When you find the major trend to enter into a position, then you need to keep monitoring the trend to find out possible points of reversals in the trend. This is important because when you are riding a trend, it is important to get off at the right time.
Range Trading Strategy
This type of strategy in forex trading has to do with the ranges that can be obtained in the market. These ranges are mostly dependent on two levels of support and resistance.
For instance, when you are watching out the market based on the range created through support and resistance lines, when the price breaks through either one of these lines, then it is said that a higher high or a lower low has been registered.
This creates various opportunities for traders to enter into a position or simply scalp one.
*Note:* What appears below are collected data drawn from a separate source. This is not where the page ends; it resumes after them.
//! Administrative commands, all expressed as plain InfluxQL statements
//! through the query path. No orchestration of their own.

mod database;
mod retention_policy;
mod user;

pub use user::Privilege;

use crate::{error::InfluxError, query::QueryResults, resultset::Record, InfluxClient, InfluxResult};

/// Rows of a single-statement `SHOW ...` response.
pub(crate) fn list_records(results: QueryResults) -> Vec<Record> {
    results
        .into_single()
        .map(|result_set| result_set.records().collect())
        .unwrap_or_default()
}

impl InfluxClient {
    /// The explicit database, or the client default.
    pub(crate) fn database_or_default(&self, database: Option<&str>) -> InfluxResult<String> {
        database
            .or_else(|| self.default_database())
            .map(str::to_string)
            .ok_or_else(|| {
                InfluxError::ValidationFailed(
                    "no database given and the client has no default database".to_string(),
                )
            })
    }
}
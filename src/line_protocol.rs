//! Line protocol encoding for write bodies.
//!
//! One point becomes one line:
//! `measurement,tag=value field=1i,text="x" 1439587925`

use std::collections::BTreeMap;

use crate::model::{FieldValue, Point, Precision};

fn is_special_for_measurement(c: char) -> bool {
    c == ',' || c == ' ' || c == '\n'
}

fn is_special_for_keys_and_tag_values(c: char) -> bool {
    c == ',' || c == '=' || c == ' ' || c == '\n'
}

fn append_escaped(dst: &mut String, s: &str, is_special: fn(char) -> bool) {
    for c in s.chars() {
        if is_special(c) {
            dst.push('\\');
        }
        dst.push(c);
    }
}

fn append_field_value(dst: &mut String, value: &FieldValue) {
    match value {
        FieldValue::Float(v) => dst.push_str(&v.to_string()),
        FieldValue::Integer(v) => {
            dst.push_str(&v.to_string());
            dst.push('i');
        }
        FieldValue::Boolean(v) => dst.push_str(if *v { "true" } else { "false" }),
        FieldValue::String(v) => {
            dst.push('"');
            for c in v.chars() {
                if c == '"' || c == '\\' {
                    dst.push('\\');
                }
                dst.push(c);
            }
            dst.push('"');
        }
    }
}

/// Encode points as line protocol text, one line per point, trailing newline
/// included.
///
/// `global_tags` apply to every point; a point's own tag with the same key
/// wins. Point timestamps are unix nanoseconds and get scaled down to
/// `precision` units (nanoseconds when unset).
pub fn encode(points: &[Point], precision: Option<Precision>, global_tags: &BTreeMap<String, String>) -> String {
    let nanos_per_unit = precision.unwrap_or_default().nanos_per_unit();
    let mut out = String::new();

    for point in points {
        append_escaped(&mut out, &point.measurement, is_special_for_measurement);

        let mut tags = global_tags.clone();
        for (key, value) in &point.tags {
            tags.insert(key.clone(), value.clone());
        }
        for (key, value) in &tags {
            out.push(',');
            append_escaped(&mut out, key, is_special_for_keys_and_tag_values);
            out.push('=');
            append_escaped(&mut out, value, is_special_for_keys_and_tag_values);
        }

        out.push(' ');
        let mut first = true;
        for (key, value) in &point.fields {
            if !first {
                out.push(',');
            }
            first = false;
            append_escaped(&mut out, key, is_special_for_keys_and_tag_values);
            out.push('=');
            append_field_value(&mut out, value);
        }

        if let Some(timestamp) = point.timestamp {
            out.push(' ');
            // floor division so pre-epoch timestamps scale down, not toward zero
            out.push_str(&timestamp.div_euclid(nanos_per_unit).to_string());
        }
        out.push('\n');
    }

    out
}

#[cfg(test)]
mod test_line_protocol {
    use std::collections::BTreeMap;

    use crate::model::{Point, Precision};

    use super::encode;

    fn no_tags() -> BTreeMap<String, String> {
        BTreeMap::new()
    }

    #[test]
    fn test_basic_line() {
        let point = Point::new("cpu")
            .tag("host", "server01")
            .field_float("value", 0.64)
            .timestamp_ns(1_439_587_925_000_000_000);

        assert_eq!(
            "cpu,host=server01 value=0.64 1439587925000000000\n",
            encode(&[point], None, &no_tags())
        );
    }

    #[test]
    fn test_field_value_rendering() {
        let point = Point::new("m")
            .field_integer("count", 42)
            .field_bool("ok", true)
            .field_string("text", "say \"hi\"");

        // fields come out in sorted key order
        assert_eq!(
            "m count=42i,ok=true,text=\"say \\\"hi\\\"\"\n",
            encode(&[point], None, &no_tags())
        );
    }

    #[test]
    fn test_escaping() {
        let point = Point::new("my measurement, really")
            .tag("tag key", "a=b,c")
            .field_float("field key", 1.0);

        assert_eq!(
            "my\\ measurement\\,\\ really,tag\\ key=a\\=b\\,c field\\ key=1\n",
            encode(&[point], None, &no_tags())
        );
    }

    #[test]
    fn test_timestamp_scaled_to_precision() {
        let point = Point::new("cpu").field_float("value", 1.0).timestamp_ns(1_439_587_925_123_456_789);

        let encoded = encode(&[point.clone()], Some(Precision::Second), &no_tags());
        assert_eq!("cpu value=1 1439587925\n", encoded);

        let encoded = encode(&[point], Some(Precision::Millisecond), &no_tags());
        assert_eq!("cpu value=1 1439587925123\n", encoded);
    }

    #[test]
    fn test_negative_timestamp_floors() {
        // -1.5s before the epoch is second -2, not second -1
        let point = Point::new("cpu").field_float("value", 1.0).timestamp_ns(-1_500_000_000);

        let encoded = encode(&[point.clone()], Some(Precision::Second), &no_tags());
        assert_eq!("cpu value=1 -2\n", encoded);

        let encoded = encode(&[point], None, &no_tags());
        assert_eq!("cpu value=1 -1500000000\n", encoded);
    }

    #[test]
    fn test_global_tags_merged_point_wins() {
        let mut global_tags = BTreeMap::new();
        global_tags.insert("region".to_string(), "us-east".to_string());
        global_tags.insert("env".to_string(), "prod".to_string());

        let point = Point::new("cpu").tag("region", "us-west").field_float("value", 1.0);

        assert_eq!(
            "cpu,env=prod,region=us-west value=1\n",
            encode(&[point], None, &global_tags)
        );
    }

    #[test]
    fn test_multiple_points_keep_order() {
        let points = vec![
            Point::new("a").field_integer("v", 1),
            Point::new("b").field_integer("v", 2),
        ];

        assert_eq!("a v=1i\nb v=2i\n", encode(&points, None, &no_tags()));
    }
}
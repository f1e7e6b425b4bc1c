//! Parsed `/query` response bodies and record iteration.

use serde::Deserialize;
use serde_json::{Map, Value};

use crate::{error::InfluxError, InfluxResult};

/// One row of a series as a JSON object: columns zipped with the row values,
/// with the series tags merged in.
pub type Record = Map<String, Value>;

/// Top-level `/query` response body.
#[derive(Debug, Default, Clone, Deserialize)]
pub(crate) struct QueryResponseBody {
    #[serde(default)]
    pub results: Vec<StatementResult>,
}

/// The raw result of one statement, as returned by the server.
#[derive(Debug, Default, Clone, Deserialize)]
pub struct StatementResult {
    #[serde(default)]
    pub statement_id: Option<u64>,

    #[serde(default)]
    pub series: Vec<Series>,

    #[serde(default)]
    pub error: Option<String>,
}

/// One series inside a statement result.
#[derive(Debug, Default, Clone, Deserialize)]
pub struct Series {
    #[serde(default)]
    pub name: Option<String>,

    #[serde(default)]
    pub tags: Option<Map<String, Value>>,

    #[serde(default)]
    pub columns: Vec<String>,

    #[serde(default)]
    pub values: Vec<Vec<Value>>,
}

/// The parsed result of a single statement.
#[derive(Debug, Default, Clone)]
pub struct ResultSet {
    raw: StatementResult,
}

impl ResultSet {
    /// Wrap a statement result. With `raise_errors` a per-statement error
    /// embedded in the body is promoted to [`InfluxError::QueryError`];
    /// otherwise it stays inspectable through [`ResultSet::error`].
    pub(crate) fn new(raw: StatementResult, raise_errors: bool) -> InfluxResult<Self> {
        if raise_errors {
            if let Some(error) = &raw.error {
                return Err(InfluxError::QueryError(error.clone()));
            }
        }

        Ok(Self { raw })
    }

    /// The error the server embedded for this statement, if any.
    pub fn error(&self) -> Option<&str> {
        self.raw.error.as_deref()
    }

    pub fn series(&self) -> &[Series] {
        &self.raw.series
    }

    /// Iterate all rows of all series as [`Record`]s.
    pub fn records(&self) -> impl Iterator<Item = Record> + '_ {
        self.raw.series.iter().flat_map(|series| {
            series.values.iter().map(move |row| {
                let mut record = Record::new();
                for (column, value) in series.columns.iter().zip(row.iter()) {
                    record.insert(column.clone(), value.clone());
                }
                if let Some(tags) = &series.tags {
                    for (key, value) in tags {
                        record.insert(key.clone(), value.clone());
                    }
                }
                record
            })
        })
    }
}

#[cfg(test)]
mod test_resultset {
    use crate::error::InfluxError;

    use super::{QueryResponseBody, ResultSet};

    fn parse(body: &str) -> QueryResponseBody {
        serde_json::from_str(body).unwrap()
    }

    #[test]
    fn test_records_from_show_databases() {
        let body = parse(r#"{"results":[{"series":[{"values":[["db1"],["db2"]],"columns":["name"]}]}]}"#);
        let result_set = ResultSet::new(body.results.into_iter().next().unwrap(), true).unwrap();

        let records: Vec<_> = result_set.records().collect();
        assert_eq!(2, records.len());
        assert_eq!(records[0]["name"], "db1");
        assert_eq!(records[1]["name"], "db2");
    }

    #[test]
    fn test_series_tags_merged_into_records() {
        let body = parse(
            r#"{"results":[{"series":[
                {"name":"cpu","tags":{"host":"server01"},"columns":["time","value"],"values":[["2015-01-29T21:55:43Z",0.64]]}
            ]}]}"#,
        );
        let result_set = ResultSet::new(body.results.into_iter().next().unwrap(), true).unwrap();

        let records: Vec<_> = result_set.records().collect();
        assert_eq!(1, records.len());
        assert_eq!(records[0]["host"], "server01");
        assert_eq!(0.64, records[0]["value"].as_f64().unwrap());
    }

    #[test]
    fn test_embedded_error_promoted() {
        let body = parse(r#"{"results":[{"error":"database not found: missing"}]}"#);
        let result = ResultSet::new(body.results.into_iter().next().unwrap(), true);

        assert!(matches!(result, Err(InfluxError::QueryError(_))));
    }

    #[test]
    fn test_embedded_error_kept_inspectable() {
        let body = parse(r#"{"results":[{"error":"database not found: missing"}]}"#);
        let result_set = ResultSet::new(body.results.into_iter().next().unwrap(), false).unwrap();

        assert_eq!(Some("database not found: missing"), result_set.error());
        assert_eq!(0, result_set.records().count());
    }
}
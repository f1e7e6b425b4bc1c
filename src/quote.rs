//! Identifier and literal quoting for InfluxQL statements.

/// Double-quote an identifier, escaping backslashes and embedded double
/// quotes.
pub fn quote_ident(value: &str) -> String {
    format!("\"{}\"", value.replace('\\', "\\\\").replace('"', "\\\""))
}

/// Single-quote a string literal, escaping backslashes and embedded single
/// quotes.
pub fn quote_literal(value: &str) -> String {
    format!("'{}'", value.replace('\\', "\\\\").replace('\'', "\\'"))
}

#[cfg(test)]
mod test_quote {
    use super::{quote_ident, quote_literal};

    #[test]
    fn test_quote_ident() {
        assert_eq!("\"db1\"", quote_ident("db1"));
        assert_eq!("\"my db\"", quote_ident("my db"));
        assert_eq!("\"say \\\"hi\\\"\"", quote_ident("say \"hi\""));
        assert_eq!("\"back\\\\slash\"", quote_ident("back\\slash"));
    }

    #[test]
    fn test_quote_literal() {
        assert_eq!("'value'", quote_literal("value"));
        assert_eq!("'it\\'s'", quote_literal("it's"));
        assert_eq!("'back\\\\slash'", quote_literal("back\\slash"));
    }
}
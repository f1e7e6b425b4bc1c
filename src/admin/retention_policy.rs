use crate::{admin::list_records, query::QueryRequest, quote::quote_ident, resultset::Record, InfluxClient, InfluxResult};

fn alter_retention_policy_statement(
    name: &str,
    database: &str,
    duration: Option<&str>,
    replication: Option<&str>,
    default: bool,
) -> String {
    let mut statement = format!("ALTER RETENTION POLICY {} ON {}", quote_ident(name), quote_ident(database));

    if let Some(duration) = duration {
        statement.push_str(&format!(" DURATION {}", duration));
    }
    if let Some(replication) = replication {
        statement.push_str(&format!(" REPLICATION {}", replication));
    }
    if default {
        statement.push_str(" DEFAULT");
    }

    statement
}

impl InfluxClient {
    /// Create a retention policy on a database (the client default when
    /// `database` is `None`).
    ///
    /// `duration` takes InfluxQL duration literals such as `1h`, `90m`,
    /// `12h`, `7d` or `4w`, or `INF` for infinite retention. The minimum is
    /// one hour. `replication` is the replication factor as a string.
    pub async fn create_retention_policy(
        &self,
        name: &str,
        duration: &str,
        replication: &str,
        database: Option<&str>,
        default: bool,
    ) -> InfluxResult<()> {
        let database = self.database_or_default(database)?;

        let mut statement = format!(
            "CREATE RETENTION POLICY {} ON {} DURATION {} REPLICATION {}",
            quote_ident(name),
            quote_ident(&database),
            duration,
            replication
        );
        if default {
            statement.push_str(" DEFAULT");
        }

        self.query(QueryRequest::new(statement)).send().await?;

        Ok(())
    }

    /// Modify an existing retention policy. At least one of `duration`,
    /// `replication` or `default` should be given, otherwise the server
    /// rejects the statement.
    pub async fn alter_retention_policy(
        &self,
        name: &str,
        database: Option<&str>,
        duration: Option<&str>,
        replication: Option<&str>,
        default: bool,
    ) -> InfluxResult<()> {
        let database = self.database_or_default(database)?;
        let statement = alter_retention_policy_statement(name, &database, duration, replication, default);

        self.query(QueryRequest::new(statement)).send().await?;

        Ok(())
    }

    /// Drop a retention policy from a database (the client default when
    /// `database` is `None`).
    pub async fn drop_retention_policy(&self, name: &str, database: Option<&str>) -> InfluxResult<()> {
        let database = self.database_or_default(database)?;
        let statement = format!("DROP RETENTION POLICY {} ON {}", quote_ident(name), quote_ident(&database));

        self.query(QueryRequest::new(statement)).send().await?;

        Ok(())
    }

    /// List the retention policies of a database (the client default when
    /// `database` is `None`).
    pub async fn get_list_retention_policies(&self, database: Option<&str>) -> InfluxResult<Vec<Record>> {
        let database = self.database_or_default(database)?;
        let statement = format!("SHOW RETENTION POLICIES ON {}", quote_ident(&database));

        let results = self.query(QueryRequest::new(statement)).send().await?;

        Ok(list_records(results))
    }
}

#[cfg(test)]
mod test_retention_policy {
    use super::alter_retention_policy_statement;

    #[test]
    fn test_alter_statement() {
        assert_eq!(
            "ALTER RETENTION POLICY \"rp\" ON \"db\"",
            alter_retention_policy_statement("rp", "db", None, None, false)
        );

        assert_eq!(
            "ALTER RETENTION POLICY \"rp\" ON \"db\" DURATION 4w REPLICATION 3 DEFAULT",
            alter_retention_policy_statement("rp", "db", Some("4w"), Some("3"), true)
        );
    }
}
use std::collections::BTreeMap;

use crate::{
    admin::list_records,
    query::QueryRequest,
    quote::{quote_ident, quote_literal},
    resultset::Record,
    InfluxClient, InfluxResult,
};

fn delete_series_statement(measurement: Option<&str>, tags: Option<&BTreeMap<String, String>>) -> String {
    let mut statement = String::from("DROP SERIES");

    if let Some(measurement) = measurement {
        statement.push_str(&format!(" FROM {}", quote_ident(measurement)));
    }

    if let Some(tags) = tags.filter(|tags| !tags.is_empty()) {
        let conditions = tags
            .iter()
            .map(|(key, value)| format!("{}={}", quote_ident(key), quote_literal(value)))
            .collect::<Vec<_>>()
            .join(" AND ");
        statement.push_str(" WHERE ");
        statement.push_str(&conditions);
    }

    statement
}

impl InfluxClient {
    /// List all databases.
    ///
    /// # Examples
    ///
    /// ```no_run
    /// # use influxdb_client_rs::InfluxClient;
    /// # async fn demo(client: InfluxClient) -> influxdb_client_rs::InfluxResult<()> {
    /// let databases = client.get_list_database().await?;
    /// for database in &databases {
    ///     println!("{}", database["name"]);
    /// }
    /// # Ok(())
    /// # }
    /// ```
    pub async fn get_list_database(&self) -> InfluxResult<Vec<Record>> {
        let results = self.query(QueryRequest::new("SHOW DATABASES")).send().await?;

        Ok(list_records(results))
    }

    /// Create a new database.
    pub async fn create_database(&self, name: &str) -> InfluxResult<()> {
        self.query(QueryRequest::new(format!("CREATE DATABASE {}", quote_ident(name))))
            .send()
            .await?;

        Ok(())
    }

    /// Drop a database.
    pub async fn drop_database(&self, name: &str) -> InfluxResult<()> {
        self.query(QueryRequest::new(format!("DROP DATABASE {}", quote_ident(name))))
            .send()
            .await?;

        Ok(())
    }

    /// Delete series from a database (the client default when `database` is
    /// `None`), optionally filtered by measurement and by exact tag matches.
    pub async fn delete_series(
        &self,
        database: Option<&str>,
        measurement: Option<&str>,
        tags: Option<&BTreeMap<String, String>>,
    ) -> InfluxResult<()> {
        let database = self.database_or_default(database)?;
        let statement = delete_series_statement(measurement, tags);

        self.query(QueryRequest::new(statement).database(database)).send().await?;

        Ok(())
    }
}

#[cfg(test)]
mod test_database {
    use std::collections::BTreeMap;

    use super::delete_series_statement;

    #[test]
    fn test_delete_series_statement() {
        assert_eq!("DROP SERIES", delete_series_statement(None, None));

        assert_eq!(
            "DROP SERIES FROM \"cpu\"",
            delete_series_statement(Some("cpu"), None)
        );

        let mut tags = BTreeMap::new();
        tags.insert("host".to_string(), "server01".to_string());
        tags.insert("region".to_string(), "us-west".to_string());
        assert_eq!(
            "DROP SERIES FROM \"cpu\" WHERE \"host\"='server01' AND \"region\"='us-west'",
            delete_series_statement(Some("cpu"), Some(&tags))
        );

        let empty = BTreeMap::new();
        assert_eq!("DROP SERIES", delete_series_statement(None, Some(&empty)));
    }
}
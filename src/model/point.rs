use std::collections::BTreeMap;

use chrono::{DateTime, Utc};

/// One measurement sample. Immutable once built; consumed by the line
/// protocol encoder on write.
///
/// Tags and fields keep sorted key order so the encoded line is
/// deterministic.
#[derive(Debug, Default, Clone, PartialEq)]
pub struct Point {
    pub measurement: String,
    pub tags: BTreeMap<String, String>,
    pub fields: BTreeMap<String, FieldValue>,

    /// Unix timestamp in nanoseconds. Scaled down to the write precision when
    /// encoded; the database assigns its own timestamp when unset.
    pub timestamp: Option<i64>,
}

impl Point {
    pub fn new(measurement: &str) -> Self {
        Self {
            measurement: measurement.to_string(),
            ..Default::default()
        }
    }

    /// Add one tag.
    pub fn tag(mut self, key: &str, value: &str) -> Self {
        self.tags.insert(key.to_string(), value.to_string());

        self
    }

    /// Add one field of any supported value type.
    pub fn field(mut self, key: &str, value: impl Into<FieldValue>) -> Self {
        self.fields.insert(key.to_string(), value.into());

        self
    }

    pub fn field_float(self, key: &str, value: f64) -> Self {
        self.field(key, value)
    }

    pub fn field_integer(self, key: &str, value: i64) -> Self {
        self.field(key, value)
    }

    pub fn field_bool(self, key: &str, value: bool) -> Self {
        self.field(key, value)
    }

    pub fn field_string(self, key: &str, value: &str) -> Self {
        self.field(key, value)
    }

    /// Set the timestamp, unix nanoseconds.
    pub fn timestamp_ns(mut self, timestamp: i64) -> Self {
        self.timestamp = Some(timestamp);

        self
    }

    /// Set the timestamp from a datetime. Dates outside the range
    /// representable in nanoseconds (roughly years 1677..2262) leave the
    /// timestamp unset.
    pub fn timestamp_datetime(mut self, datetime: DateTime<Utc>) -> Self {
        self.timestamp = datetime.timestamp_nanos_opt();

        self
    }
}

/// A field value: float, integer, boolean or string.
#[derive(Debug, Clone, PartialEq)]
pub enum FieldValue {
    Float(f64),
    Integer(i64),
    Boolean(bool),
    String(String),
}

impl From<f64> for FieldValue {
    fn from(value: f64) -> Self {
        FieldValue::Float(value)
    }
}

impl From<i64> for FieldValue {
    fn from(value: i64) -> Self {
        FieldValue::Integer(value)
    }
}

impl From<bool> for FieldValue {
    fn from(value: bool) -> Self {
        FieldValue::Boolean(value)
    }
}

impl From<&str> for FieldValue {
    fn from(value: &str) -> Self {
        FieldValue::String(value.to_string())
    }
}

impl From<String> for FieldValue {
    fn from(value: String) -> Self {
        FieldValue::String(value)
    }
}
The most important concept in range trading is that when a range is obtained by the trader through analysis, whether or not this range is broken becomes highly important.
Price Action Strategy
The third strategy on the list is price action trading. This trading strategy revolves around analyzing the current price moments and going through the process of decision making based on these alone. This means that the trader does not go over the lengthy process of technical analysis.
Although in price action trading there are several types of techniques including breakout trading and reversal trading. However, as was mentioned, price action trading does not include much technical analysis. Meaning that price action is rather more straightforward to implement by traders compared to other methods.
Price action trading is an appropriate method of trading especially for day traders who are looking to make profits from short term movements.
News Trading Strategy
No market can stand alone. All markets are affected by one thing or another that is outside itself. These external factors can be a quite wide range of items. News events are one such class of factors. Though, different markets are impacted by news events in varying degrees.
The foreign exchange market, however, is heavily impacted by important news events. News such as the release of important economic indicators, like inflation or trade deficit, or most importantly interest rates.
This is why certain traders would have something called a news calendar where their trading experience is governed by the release of these news events.
For instance, when important news such as interest rates are announced, news traders will either opt to trade or opt out of them. If they opt out it is because the market would get a bit hectic following the release of this news and it might be safer to stay out.
If they opt in, it is because they can benefit from the fluctuations that will occur in the market as a direct result of the news.
Retracement trading is all about relying on retracements that occur in the price of an asset or trading pair. But what is retracement?
A retracement is the short term reversal of price movement within a larger market trend. For instance, the overall trend in the market could be an uptrend or bullish. In this situation, a retracement would be a short and quick dip below before going back up again.
Please keep in mind that retracements and reversals are not the same thing. With a reversal a trend reverses to the opposite trajectory. But with a retracement, a trend will merely experience a temporary reversal which will end and the trend will continue as before.
Now, those moments of short lived reversals (retracements) can present a great number of opportunities for traders to make profits.
Different tools can be used to identify retracements, the most well-known being the Fibonacci retracement levels.
Grid Trading Strategy
Grid trading is kind of similar to putting your eggs in various baskets in order to increase your chances of profitability. With this technique, a trader would open numerous stop entry orders. The reason all these orders are opened at the same time is so that no matter which way the market turns, one of these orders will be triggered and the position will be opened.
Grid trading will help traders enter a position only and only after they have made sure a trend exists and has been fully confirmed.
Breakout Trading Strategy
Breakout trading is a strategy that aims at opening a position and entering a trade when the price movement breaks through a price range. So whenever a range is broken, it is believed that a breakout has taken place. In this regard, breakout strategies are rather similar to range trading.
This breakout from the range will create a powerful signal to enter into a position that will actually be profitable.
In this article we provided you with a list of the most useful trading strategies and techniques in the forex market. Each of these strategies are designed for a specific purpose.
So when you want to choose either of them you need to consider certain factors. These factors include your own favorite trading style, which is the general approach you have toward trading. Also the trading pairs you want to trade. Other factors including how much money you have for trading and how much money you are willing to lose in the market are also important.
This way, you can pick the best trading strategy for trading in the foreign exchange market and be able to benefit from trading foreign currency pairs.